* WHAT THE TASK REQUIRES: Which lines in the records below contain the word "StepView"? Copy each of them.

* Collected data entries:
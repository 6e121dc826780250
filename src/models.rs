use chrono::{DateTime, NaiveDate, Utc};
use serde::{Deserialize, Serialize};
use sqlx::FromRow;
use ts_rs::TS;
use utoipa::ToSchema;
use uuid::Uuid;

use crate::access::{NavigationLinks, Role, RoleSet};
use crate::reorder::{Ordered, Position};

// --- Core Schemas (Mapped to Storage) ---

/// User
///
/// The identity record from the `public.users` table. The auth collaborator owns it;
/// the portal only reads `role` (and changes it from user management).
#[derive(Debug, Clone, PartialEq, Serialize, Deserialize, TS, ToSchema)]
#[ts(export)]
pub struct User {
    pub id: Uuid,
    pub email: String,
    pub role: Role,
    #[ts(type = "string")]
    pub created_at: DateTime<Utc>,
}

/// Folder
///
/// Top-level grouping of modules. All folders share one ordering domain.
#[derive(Debug, Clone, PartialEq, Serialize, Deserialize, TS, ToSchema, FromRow)]
#[ts(export)]
pub struct Folder {
    pub id: Uuid,
    pub name: String,
    pub description: Option<String>,
    pub display_order: i32,
    #[ts(type = "string")]
    pub created_at: DateTime<Utc>,
    #[ts(type = "string")]
    pub updated_at: DateTime<Utc>,
    pub created_by: Option<Uuid>,
    pub updated_by: Option<Uuid>,
}

/// Module
///
/// A unit of instructional content. `view_roles`/`edit_roles` are the minimal roles
/// required to read or author it (see `access::can_access`). Siblings are the modules
/// sharing the same `folder_id`, unfiled modules (`folder_id = None`) included.
#[derive(Debug, Clone, PartialEq, Serialize, Deserialize, TS, ToSchema)]
#[ts(export)]
pub struct Module {
    pub id: Uuid,
    pub title: String,
    pub description: Option<String>,
    pub folder_id: Option<Uuid>,
    pub display_order: i32,
    pub view_roles: RoleSet,
    pub edit_roles: RoleSet,
    #[ts(type = "string")]
    pub created_at: DateTime<Utc>,
    pub created_by: Option<Uuid>,
}

/// Step
///
/// One instruction. `order` is 1-based and always equal to the step's position + 1.
#[derive(Debug, Clone, PartialEq, Eq, Serialize, Deserialize, TS, ToSchema)]
#[ts(export)]
pub struct Step {
    #[serde(default)]
    pub order: u32,
    #[serde(default)]
    pub description: String,
    #[serde(default, skip_serializing_if = "Option::is_none")]
    pub image_path: Option<String>,
}

impl Step {
    pub fn empty() -> Self {
        Self {
            order: 0,
            description: String::new(),
            image_path: None,
        }
    }
}

/// SubModule
///
/// Holds the ordered instruction steps of a module. The portal creates at most one
/// per module, titled [`INSTRUCTIONS_TITLE`].
#[derive(Debug, Clone, PartialEq, Serialize, Deserialize, TS, ToSchema)]
#[ts(export)]
pub struct SubModule {
    pub id: Uuid,
    pub module_id: Uuid,
    pub title: String,
    pub content: Option<String>,
    pub steps: Vec<Step>,
    #[ts(type = "string")]
    pub created_at: DateTime<Utc>,
}

pub const INSTRUCTIONS_TITLE: &str = "Instructions";

impl Ordered for Folder {
    fn order_id(&self) -> Uuid {
        self.id
    }
    fn display_order(&self) -> i32 {
        self.display_order
    }
}

impl Ordered for Module {
    fn order_id(&self) -> Uuid {
        self.id
    }
    fn display_order(&self) -> i32 {
        self.display_order
    }
}

// --- Request Payloads (Input Schemas) ---

#[derive(Debug, Clone, Serialize, Deserialize, TS, ToSchema, Default)]
#[ts(export)]
pub struct FolderRequest {
    pub name: String,
    #[serde(default)]
    pub description: Option<String>,
}

/// ModuleRequest
///
/// Create/update payload for a module. Updates replace every field, matching the
/// management form which always submits the full module.
#[derive(Debug, Clone, Serialize, Deserialize, TS, ToSchema)]
#[ts(export)]
pub struct ModuleRequest {
    pub title: String,
    #[serde(default)]
    pub description: Option<String>,
    #[serde(default)]
    pub folder_id: Option<Uuid>,
    pub view_roles: RoleSet,
    pub edit_roles: RoleSet,
    /// When present, the module's instruction steps are replaced with this list.
    #[serde(default, skip_serializing_if = "Option::is_none")]
    pub steps: Option<Vec<Step>>,
}

#[derive(Debug, Clone, Serialize, Deserialize, TS, ToSchema)]
#[ts(export)]
pub struct ReplaceStepsRequest {
    pub steps: Vec<Step>,
}

#[derive(Debug, Clone, Serialize, Deserialize, TS, ToSchema)]
#[ts(export)]
pub struct MoveRequest {
    pub direction: crate::reorder::Direction,
}

#[derive(Debug, Clone, Serialize, Deserialize, TS, ToSchema)]
#[ts(export)]
pub struct UpdateRoleRequest {
    pub role: Role,
}

#[derive(Debug, Clone, Serialize, Deserialize, ToSchema)]
pub struct LoginRequest {
    pub email: String,
    pub password: String,
}

// --- Output Schemas ---

#[derive(Debug, Clone, Serialize, Deserialize, TS, ToSchema)]
#[ts(export)]
pub struct LoginResponse {
    pub access_token: String,
    pub refresh_token: String,
    #[ts(type = "string")]
    pub expires_at: DateTime<Utc>,
    pub user: User,
}

/// UserProfile
///
/// Output of `GET /me`: the user record plus what the portal should show them.
#[derive(Debug, Clone, Serialize, Deserialize, TS, ToSchema)]
#[ts(export)]
pub struct UserProfile {
    pub id: Uuid,
    pub email: String,
    pub role: Role,
    pub role_name: String,
    pub navigation: NavigationLinks,
}

/// ModuleEntry
///
/// A module as listed inside a folder, with the flags the listing needs to render
/// its controls.
#[derive(Debug, Clone, Serialize, Deserialize, TS, ToSchema)]
#[ts(export)]
pub struct ModuleEntry {
    pub module: Module,
    pub position: Position,
    pub can_edit: bool,
}

#[derive(Debug, Clone, Serialize, Deserialize, TS, ToSchema)]
#[ts(export)]
pub struct FolderEntry {
    pub folder: Folder,
    pub position: Position,
    pub module_count: usize,
}

#[derive(Debug, Clone, Serialize, Deserialize, TS, ToSchema)]
#[ts(export)]
pub struct FolderView {
    pub folder: Folder,
    pub modules: Vec<ModuleEntry>,
    pub can_reorder: bool,
}

/// StepView
///
/// A step with its image resolved to a public URL.
#[derive(Debug, Clone, Serialize, Deserialize, TS, ToSchema)]
#[ts(export)]
pub struct StepView {
    pub order: u32,
    pub description: String,
    #[serde(skip_serializing_if = "Option::is_none")]
    pub image_path: Option<String>,
    #[serde(skip_serializing_if = "Option::is_none")]
    pub image_url: Option<String>,
}

#[derive(Debug, Clone, Serialize, Deserialize, TS, ToSchema)]
#[ts(export)]
pub struct SubModuleView {
    pub id: Uuid,
    pub title: String,
    pub content: Option<String>,
    pub steps: Vec<StepView>,
}

#[derive(Debug, Clone, Serialize, Deserialize, TS, ToSchema)]
#[ts(export)]
pub struct ModuleDetail {
    pub module: Module,
    pub can_edit: bool,
    pub sub_modules: Vec<SubModuleView>,
}

/// DashboardSummary
///
/// Landing page payload: how much the subject can see, the first folders in display
/// order and the most recently created modules.
#[derive(Debug, Clone, Serialize, Deserialize, TS, ToSchema)]
#[ts(export)]
pub struct DashboardSummary {
    pub total_modules: usize,
    pub folders: Vec<FolderEntry>,
    pub recent_modules: Vec<Module>,
}

#[derive(Debug, Clone, Serialize, Deserialize, TS, ToSchema)]
#[ts(export)]
pub struct ImageUploadResponse {
    pub path: String,
    pub public_url: String,
}

/// UserFilter
///
/// Query parameters of the user-management listing. Every filter is optional and they
/// combine with AND.
#[derive(Debug, Clone, Default, Deserialize, utoipa::IntoParams)]
pub struct UserFilter {
    /// Case-insensitive substring of the email.
    pub search: Option<String>,
    pub role: Option<Role>,
    /// Calendar day (UTC) the account was created on.
    pub created_on: Option<NaiveDate>,
}

impl UserFilter {
    pub fn matches(&self, user: &User) -> bool {
        let matches_search = self.search.as_deref().is_none_or(|term| {
            user.email.to_lowercase().contains(&term.to_lowercase())
        });
        let matches_role = self.role.is_none_or(|role| user.role == role);
        let matches_date = self
            .created_on
            .is_none_or(|day| user.created_at.date_naive() == day);
        matches_search && matches_role && matches_date
    }
}

#[derive(Debug, Clone, Default, Deserialize, utoipa::IntoParams)]
pub struct ModuleSearch {
    /// Case-insensitive substring of the title or description.
    pub search: Option<String>,
}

* ANSWER AREA:
/// StepView
pub struct StepView {
    pub steps: Vec<StepView>,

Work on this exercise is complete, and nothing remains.